Aldilà delle beneaccette manifestazioni di prossimità diplomatica, gli europei come intendono rispondere alle nuove sfide per la sicurezza asiatica? L'esempio lampante è l' UK-Japan Defence Equipment Cooperation Framework e un Information Security Agreement siglati lo scorso luglio da Gran Bretagna e Giappone, cementificando la base legale per la cooperazione e la difesa tra i due. Questo accordo fa della Gran Bretagna il primo Paese al mondo a stringere un accordo tanto esaudiente di partecipazione congiunta in ambiti così scottanti. La collaborazione spazierà dalla produzione e tutela chimica, biologica, radiologica seguita da progetti industriali congiunti. E' il segno tangibile di una pura cooperazione e non di un unilaterale, missionario approccio occidentale di supporto logistico e materiale. Le due regioni si trattano come pari e hanno ben compreso di rapportarsi con le medesime perplessità nelle dinamiche evolutive del mondo multipolare.
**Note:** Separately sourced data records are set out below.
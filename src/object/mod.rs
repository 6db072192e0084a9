// Copyright 2025 The Rustux Authors
//
// Use of this source code is governed by a MIT-style
// license that can be found in the LICENSE file or at
// https://opensource.org/licenses/MIT

//! Kernel Objects & Handles
//!
//! This module implements the kernel object model exposed to guest code.
//! All kernel resources are reached through handles resolved by a
//! per-kernel handle table.
//!
//! # Design
//!
//! - **Reference counting**: objects are destroyed when the last reference drops
//! - **Handle encoding**: bit-exact 32-bit handles with stale-slot detection
//! - **Object kinds**: Port, Session, MemoryBlock, File, Directory
//!
//! # Modules
//!
//! - [`kobject`] - Kernel object base and scoped references
//! - [`handle`] - Handle encoding and handle table
//! - [`port`] - Ports, sessions and the port registry
//! - [`memory_block`] - Shared memory blocks
//! - [`fs`] - File and directory objects

pub mod fs;
pub mod handle;
pub mod kobject;
pub mod memory_block;
pub mod port;

#[cfg(test)]
mod tests_prop;

// Re-exports
pub use fs::{DirectoryObject, FileObject};
pub use handle::{well_known, Handle, HandleTable, MAX_HANDLES, MAX_TABLE_SIZE};
pub use kobject::{FinalizeHook, KernelObject, ObjectKind, ObjectRef, ObjectType, TypeObj};
pub use memory_block::MemoryBlock;
pub use port::{Port, PortRegistry, Session, MAX_PORT_NAME_LEN};
//! External collaborator contracts (room, user, and message stores) plus
//! the in-memory implementations that back the binary and the tests.
//!
//! The traits are the seam where a relational backend would plug in; the
//! coordinator core only ever talks to these contracts.

use async_trait::async_trait;
use chrono::Utc;
use rand::Rng;
use std::collections::HashMap;
use std::future::Future;
use std::time::Duration;
use tokio::sync::RwLock;

use crate::types::{ChatMessage, Room, RoomId, User, UserId};

/// Upper bound on any single store call made from a connection path. A call
/// that exceeds this rejects the triggering operation instead of leaving a
/// half-initialized connection.
pub const STORE_TIMEOUT: Duration = Duration::from_secs(5);

#[derive(Debug, thiserror::Error)]
pub enum StoreError {
    #[error("not found")]
    NotFound,
    #[error("store call timed out")]
    Timeout,
    #[error("store unavailable: {0}")]
    Unavailable(String),
}

/// Run a store call under [`STORE_TIMEOUT`], folding the elapsed case into
/// the store's own error type.
pub async fn with_timeout<T, F>(fut: F) -> Result<T, StoreError>
where
    F: Future<Output = Result<T, StoreError>>,
{
    match tokio::time::timeout(STORE_TIMEOUT, fut).await {
        Ok(result) => result,
        Err(_) => Err(StoreError::Timeout),
    }
}

#[async_trait]
pub trait RoomStore: Send + Sync {
    async fn create_room(&self, name: &str, admin_id: &UserId) -> Result<Room, StoreError>;
    /// Look up an *active* room by its access code.
    async fn find_by_access_code(&self, code: &str) -> Result<Option<Room>, StoreError>;
    async fn get_room(&self, room_id: &RoomId) -> Result<Option<Room>, StoreError>;
    /// `None` means the room does not exist.
    async fn get_active(&self, room_id: &RoomId) -> Result<Option<bool>, StoreError>;
    async fn set_active(&self, room_id: &RoomId, active: bool) -> Result<(), StoreError>;
}

#[async_trait]
pub trait UserStore: Send + Sync {
    /// `room_id` is `None` for an admin created before their room exists.
    async fn create_user(
        &self,
        display_name: &str,
        room_id: Option<&RoomId>,
        is_admin: bool,
    ) -> Result<User, StoreError>;
    async fn update_room_id(&self, user_id: &UserId, room_id: &RoomId) -> Result<(), StoreError>;
    async fn get_display_name(&self, user_id: &UserId) -> Result<String, StoreError>;
    async fn users_in_room(&self, room_id: &RoomId) -> Result<Vec<User>, StoreError>;
}

#[async_trait]
pub trait MessageStore: Send + Sync {
    /// Persist a message, assigning its canonical id and timestamp.
    async fn persist(
        &self,
        room_id: &RoomId,
        user_id: &UserId,
        content: &str,
    ) -> Result<ChatMessage, StoreError>;
}

/// Safe character set for access codes (excludes 0/O, 1/I/L to avoid confusion)
const CODE_CHARS: &[u8] = b"ABCDEFGHJKMNPQRSTUVWXYZ23456789";
const CODE_LENGTH: usize = 6;

fn generate_access_code() -> String {
    let mut rng = rand::rng();
    (0..CODE_LENGTH)
        .map(|_| CODE_CHARS[rng.random_range(0..CODE_CHARS.len())] as char)
        .collect()
}

#[derive(Default)]
pub struct InMemoryRoomStore {
    rooms: RwLock<HashMap<RoomId, Room>>,
}

impl InMemoryRoomStore {
    pub fn new() -> Self {
        Self::default()
    }
}

#[async_trait]
impl RoomStore for InMemoryRoomStore {
    async fn create_room(&self, name: &str, admin_id: &UserId) -> Result<Room, StoreError> {
        let mut rooms = self.rooms.write().await;

        // Regenerate on collision (rare with ~7e8 combinations)
        let access_code = loop {
            let code = generate_access_code();
            if !rooms.values().any(|r| r.access_code == code) {
                break code;
            }
        };

        let room = Room {
            id: ulid::Ulid::new().to_string(),
            name: name.to_string(),
            access_code,
            admin_id: admin_id.clone(),
            active: true,
            created_at: Utc::now(),
        };
        rooms.insert(room.id.clone(), room.clone());
        Ok(room)
    }

    async fn find_by_access_code(&self, code: &str) -> Result<Option<Room>, StoreError> {
        Ok(self
            .rooms
            .read()
            .await
            .values()
            .find(|r| r.active && r.access_code == code)
            .cloned())
    }

    async fn get_room(&self, room_id: &RoomId) -> Result<Option<Room>, StoreError> {
        Ok(self.rooms.read().await.get(room_id).cloned())
    }

    async fn get_active(&self, room_id: &RoomId) -> Result<Option<bool>, StoreError> {
        Ok(self.rooms.read().await.get(room_id).map(|r| r.active))
    }

    async fn set_active(&self, room_id: &RoomId, active: bool) -> Result<(), StoreError> {
        let mut rooms = self.rooms.write().await;
        let room = rooms.get_mut(room_id).ok_or(StoreError::NotFound)?;
        room.active = active;
        Ok(())
    }
}

#[derive(Default)]
pub struct InMemoryUserStore {
    users: RwLock<HashMap<UserId, User>>,
}

impl InMemoryUserStore {
    pub fn new() -> Self {
        Self::default()
    }
}

#[async_trait]
impl UserStore for InMemoryUserStore {
    async fn create_user(
        &self,
        display_name: &str,
        room_id: Option<&RoomId>,
        is_admin: bool,
    ) -> Result<User, StoreError> {
        let user = User {
            id: ulid::Ulid::new().to_string(),
            room_id: room_id.cloned(),
            display_name: display_name.to_string(),
            is_admin,
            joined_at: Utc::now(),
        };
        self.users
            .write()
            .await
            .insert(user.id.clone(), user.clone());
        Ok(user)
    }

    async fn update_room_id(&self, user_id: &UserId, room_id: &RoomId) -> Result<(), StoreError> {
        let mut users = self.users.write().await;
        let user = users.get_mut(user_id).ok_or(StoreError::NotFound)?;
        user.room_id = Some(room_id.clone());
        Ok(())
    }

    async fn get_display_name(&self, user_id: &UserId) -> Result<String, StoreError> {
        self.users
            .read()
            .await
            .get(user_id)
            .map(|u| u.display_name.clone())
            .ok_or(StoreError::NotFound)
    }

    async fn users_in_room(&self, room_id: &RoomId) -> Result<Vec<User>, StoreError> {
        let mut users: Vec<User> = self
            .users
            .read()
            .await
            .values()
            .filter(|u| u.room_id.as_ref() == Some(room_id))
            .cloned()
            .collect();
        users.sort_by(|a, b| a.joined_at.cmp(&b.joined_at));
        Ok(users)
    }
}

#[derive(Default)]
pub struct InMemoryMessageStore {
    messages: RwLock<Vec<ChatMessage>>,
}

impl InMemoryMessageStore {
    pub fn new() -> Self {
        Self::default()
    }

    /// Number of messages persisted so far (test observability).
    pub async fn len(&self) -> usize {
        self.messages.read().await.len()
    }
}

#[async_trait]
impl MessageStore for InMemoryMessageStore {
    async fn persist(
        &self,
        room_id: &RoomId,
        user_id: &UserId,
        content: &str,
    ) -> Result<ChatMessage, StoreError> {
        let message = ChatMessage {
            id: ulid::Ulid::new().to_string(),
            room_id: room_id.clone(),
            user_id: user_id.clone(),
            content: content.to_string(),
            timestamp: Utc::now(),
        };
        self.messages.write().await.push(message.clone());
        Ok(message)
    }
}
L'Europa ed il Giappone non si sono abbastanza sondati quanto a garanzia reciproca di sicurezza. Nonostante la crisi dell'Euro-zona, il continente europeo continua il suo impegno ed attenzione verso quello asiatico. Dal canto loro, dimostrando la sua fiducia verso il futuro economico europeo, i Paesi asiatici hanno contribuito alla stabilizzazione dell'Euro. In un mondo in cui le minacce della sicurezza hanno volti mai esplorati ed in continuo progresso, creare solide partnerships con attori che, seppur lontani geograficamente, mostrano una vicinanza di approccio ai fatti internazionali – come appunto il Giappone – non è mai stato così importante per noi europei. Riusciranno l'Unione Europea ed il Giappone, la prima giungendo ad una concreta politica estera comune ed il secondo scrollandosi di dosso il passato bellico, ad impegnarsi a pieno nella sfera della sicurezza e innalzare i pilastri delle basi che stanno costruendo?